Sunday - 21.08.2016 - Thomas Deliot
For almost two years now we've been working on a terrain engine project on which we've spent most of our
This project aims to create a real-time terrain engine capable of generating realistically scaled and detailed terrains on the fly, mimicking real-life sceneries, for interactive uses like simulators and video games. It started as a subject we suggested to a teacher for a six-months school project we had to do, then kept on going as a game project, with the three of us splitting the workload between this and gameplay programming.
The project has been built using Unity so far, and it is for now intended to be used with Unity for our future projects. But over the two years of development its core has progressively moved further away from Unity itself into a DLL plugin, and is now being used as a generator feeding Unity meshes and shaders with the terrain data. In the future, it could become a completely separate API that can be implemented in other engines like Unreal Engine, or other custom 3D engines.
- 1:1 scale terrains using heightmaps of Earth areas and procedural terrain detailing.
- Fast terrain generation running on the GPU.
- Terrain resolution down to centimeter-level, capable of pixel-wide details in the distant terrain.
- Procedural material and vegetation placement mimicking natural processes.
- View/Draw distance limited by realistic atmosphere simulation only.
- Physics support.
- (In development) Realistically scaled volumetric cloud coverage and weather system.
- (In development) Terrain editing, roads, dirt paths, river bed and lake placement.
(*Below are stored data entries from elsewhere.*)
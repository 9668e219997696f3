//! Listener Metadata Pass
//!
//! Scan -> extract -> evaluate options -> validate grammar -> resolve defaults
//! -> assemble. Every `(member, annotation, segment)` triple is processed on
//! its own; a failure on one never discards its siblings.

#[cfg(feature = "napi")]
use napi_derive::napi;
use rayon::prelude::*;
use serde::{Deserialize, Serialize};

use crate::defaults::resolve_flags;
use crate::diagnostics::{Diagnostic, Diagnostics};
use crate::extract::extract_listen_arguments;
use crate::front_end::parse_classes;
use crate::grammar::parse_event_specifier;
use crate::scanner::scan_listen_annotations;
use crate::syntax::{ClassDeclaration, SourceLocation};

// ═══════════════════════════════════════════════════════════════════════════════
// OPTIONS
// ═══════════════════════════════════════════════════════════════════════════════

/// How far a Fatal diagnostic reaches.
#[derive(Debug, Clone, Copy, PartialEq, Eq, Default, Serialize, Deserialize)]
#[serde(rename_all = "camelCase")]
pub enum FatalScope {
    /// Only the offending specifier is dropped.
    #[default]
    Specifier,
    /// Any Fatal diagnostic empties the whole unit's result.
    File,
}

#[derive(Debug, Clone, PartialEq, Eq, Serialize, Deserialize)]
#[serde(rename_all = "camelCase", default)]
pub struct AnalyzerOptions {
    pub annotation_name: String,
    pub fatal_scope: FatalScope,
}

impl Default for AnalyzerOptions {
    fn default() -> Self {
        Self {
            annotation_name: "Listen".to_string(),
            fatal_scope: FatalScope::Specifier,
        }
    }
}

impl AnalyzerOptions {
    pub fn from_json(json: &str) -> Result<Self, serde_json::Error> {
        serde_json::from_str(json)
    }
}

// ═══════════════════════════════════════════════════════════════════════════════
// OUTPUT TYPES
// ═══════════════════════════════════════════════════════════════════════════════

/// One runtime listener registration.
#[derive(Debug, Clone, PartialEq, Eq, Serialize, Deserialize)]
#[cfg_attr(feature = "napi", napi(object))]
#[serde(rename_all = "camelCase")]
pub struct ListenerBinding {
    /// Specifier as authored, prefix and suffix included.
    pub event_name: String,
    pub method_name: String,
    pub capture: bool,
    pub passive: bool,
    pub disabled: bool,
}

/// An annotation that produced bindings and can be dropped from emitted code.
#[derive(Debug, Clone, PartialEq, Eq, Serialize, Deserialize)]
#[serde(rename_all = "camelCase")]
pub struct ConsumedAnnotation {
    pub member_name: String,
    pub location: SourceLocation,
}

#[derive(Debug, Clone, PartialEq, Serialize, Deserialize)]
#[serde(rename_all = "camelCase")]
pub struct ClassListeners {
    pub class_name: Option<String>,
    pub location: SourceLocation,
    pub bindings: Vec<ListenerBinding>,
    pub consumed: Vec<ConsumedAnnotation>,
}

#[derive(Debug, Clone, PartialEq, Serialize, Deserialize)]
#[serde(rename_all = "camelCase")]
pub struct ListenerAnalysis {
    pub file_path: String,
    pub classes: Vec<ClassListeners>,
    pub diagnostics: Vec<Diagnostic>,
}

impl ListenerAnalysis {
    pub fn has_fatal(&self) -> bool {
        self.diagnostics.iter().any(Diagnostic::is_fatal)
    }

    /// All bindings of the unit, class by class.
    pub fn bindings(&self) -> impl Iterator<Item = &ListenerBinding> {
        self.classes.iter().flat_map(|c| c.bindings.iter())
    }
}

#[derive(Debug, Clone, PartialEq, Eq, Serialize, Deserialize)]
#[serde(rename_all = "camelCase")]
pub struct SourceUnit {
    pub file_path: String,
    pub source: String,
}

// ═══════════════════════════════════════════════════════════════════════════════
// CLASS PASS
// ═══════════════════════════════════════════════════════════════════════════════

/// Extract listener bindings from one class. Problems go to `diagnostics`;
/// whatever could be validated is always returned, sorted.
pub fn analyze_class(
    class: &ClassDeclaration,
    options: &AnalyzerOptions,
    diagnostics: &mut Diagnostics,
) -> ClassListeners {
    let mut bindings = Vec::new();
    let mut consumed = Vec::new();
    let reported_before = diagnostics.len();

    for (member, invocation) in scan_listen_annotations(class, &options.annotation_name) {
        let Some(args) = extract_listen_arguments(member, invocation, diagnostics) else {
            continue;
        };

        let produced_before = bindings.len();

        for segment in args.event_token.split(',') {
            if segment.trim().is_empty() {
                continue;
            }

            let specifier = match parse_event_specifier(segment) {
                Ok(specifier) => specifier,
                Err(e) => {
                    diagnostics.fatal(
                        e.code(),
                        &e.to_string(),
                        invocation.location,
                        Some(format!("{}()", args.method_name)),
                    );
                    continue;
                }
            };

            let flags = resolve_flags(&specifier.core_name, &args.options);
            bindings.push(ListenerBinding {
                event_name: specifier.event_name,
                method_name: args.method_name.clone(),
                capture: flags.capture,
                passive: flags.passive,
                disabled: flags.disabled,
            });
        }

        if bindings.len() > produced_before {
            consumed.push(ConsumedAnnotation {
                member_name: args.method_name.clone(),
                location: invocation.location,
            });
        }
    }

    sort_bindings(&mut bindings);

    tracing::debug!(
        class = class.name.as_deref().unwrap_or("<anonymous>"),
        bindings = bindings.len(),
        diagnostics = diagnostics.len() - reported_before,
        "analyzed listeners"
    );

    ClassListeners {
        class_name: class.name.clone(),
        location: class.location,
        bindings,
        consumed,
    }
}

/// Case-insensitive by event name, then by method name. Stable.
pub fn sort_bindings(bindings: &mut [ListenerBinding]) {
    bindings.sort_by(|a, b| {
        a.event_name
            .to_lowercase()
            .cmp(&b.event_name.to_lowercase())
            .then_with(|| a.method_name.to_lowercase().cmp(&b.method_name.to_lowercase()))
    });
}

// ═══════════════════════════════════════════════════════════════════════════════
// UNIT PASS
// ═══════════════════════════════════════════════════════════════════════════════

/// Run the pass over already-lowered classes of one unit.
pub fn analyze_classes(
    classes: &[ClassDeclaration],
    file_path: &str,
    options: &AnalyzerOptions,
) -> ListenerAnalysis {
    let mut diagnostics = Diagnostics::new(file_path);

    let mut classes: Vec<ClassListeners> = classes
        .iter()
        .map(|class| analyze_class(class, options, &mut diagnostics))
        .collect();

    if options.fatal_scope == FatalScope::File && diagnostics.has_fatal() {
        for class in &mut classes {
            class.bindings.clear();
            class.consumed.clear();
        }
    }

    ListenerAnalysis {
        file_path: file_path.to_string(),
        classes,
        diagnostics: diagnostics.into_vec(),
    }
}

/// Parse a TypeScript/TSX source and run the pass over every class in it.
pub fn analyze_source(source: &str, file_path: &str, options: &AnalyzerOptions) -> ListenerAnalysis {
    match parse_classes(source, file_path) {
        Ok(classes) => analyze_classes(&classes, file_path, options),
        Err(e) => {
            let mut diagnostics = Diagnostics::new(file_path);
            diagnostics.push(e.to_diagnostic());
            ListenerAnalysis {
                file_path: file_path.to_string(),
                classes: vec![],
                diagnostics: diagnostics.into_vec(),
            }
        }
    }
}

/// Units share nothing, so they are analysed in parallel. Output order
/// follows input order.
pub fn analyze_units(units: &[SourceUnit], options: &AnalyzerOptions) -> Vec<ListenerAnalysis> {
    units
        .par_iter()
        .map(|unit| analyze_source(&unit.source, &unit.file_path, options))
        .collect()
}

// ═══════════════════════════════════════════════════════════════════════════════
// NAPI ENTRY POINTS
// ═══════════════════════════════════════════════════════════════════════════════

#[cfg(feature = "napi")]
#[napi]
pub fn extract_listeners_native(
    source: String,
    file_path: String,
    options_json: Option<String>,
) -> napi::Result<serde_json::Value> {
    let options = match options_json {
        Some(json) => AnalyzerOptions::from_json(&json)
            .map_err(|e| napi::Error::from_reason(format!("invalid listener options: {}", e)))?,
        None => AnalyzerOptions::default(),
    };

    let analysis = analyze_source(&source, &file_path, &options);
    serde_json::to_value(analysis).map_err(|e| napi::Error::from_reason(e.to_string()))
}

#[cfg(feature = "napi")]
#[napi]
pub fn validate_listener_name_native(token: String) -> serde_json::Value {
    match parse_event_specifier(&token) {
        Ok(specifier) => serde_json::json!({ "ok": true, "specifier": specifier }),
        Err(e) => serde_json::json!({ "ok": false, "code": e.code(), "message": e.to_string() }),
    }
}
- Progressive level of detail system using quad-trees and 2D grids of vertices.
- Sky simulation and atmospheric scattering as a post-effect, implemented from Scrawk’s work featured on his blog (now deleted).
- Usage of 16-bits grayscale height maps to define the terrain shape down to a user-defined precision, with procedural algorithms refining the terrain down to centimeter resolution.
- Procedural refinement of the terrain simulating natural shapes and erosion, with 3D displacement of the vertices allowing for vertical cliffs and overhangs without being a voxel-based engine.
- Generation of terrain tiles (vertices, normals and additional informations) executed asynchronously by the GPU, using a native DLL plugin dispatching DirectCompute shaders from a separate worker thread.
- Performance friendly detail boosting, refining each tile’s normals and material placement maps more than its vertices, allowing for pixel-perfect detail without rendering millions of triangles.
- Volumetric clouds as a ray-marching post-effect, using temporal reprojection to reduce the rendering load by updating one out of four screen pixels each frame (inspired by Andrew Schneider's presentation on volumetric clouds in Horizon: Zero Dawn).
- Unified material and vegetation placement system using weighted probabilities in a hierarchical “biome-defining tree”, placing dirt, snow, rocks, trees, bushes and grass on the terrain using parameters depending on the slope/altitude, and a conglomeration parameter. These hierarchical weighted probabilities combined with random numbers allow for more natural looking placements of materials and vegetation without the drawbacks of using gradient noises (complexity and repetitive patterns).
- rendering realistically dense forests, bushes and grass covers with ability to use SpeedTree's billboard atlases.
- Integration of asphalt/dirt roads, river beds, fields, etc. directly into the terrain itself and manual biome/vegetation objects placement, with a terrain editing system using geometric overlays (shapes and splines) to modify the geometry and material/vegetation placement of the terrain at specific places.
- Physics support with mesh colliders.
The featured screenshots show the terrain engine working on a 155 by 155km area of the Alps around the Mt Blanc, using a one arc-second DEM heightmap (30m precision), running on mid-range hardware (dual-core 3GHz CPU/GTX 850m laptop).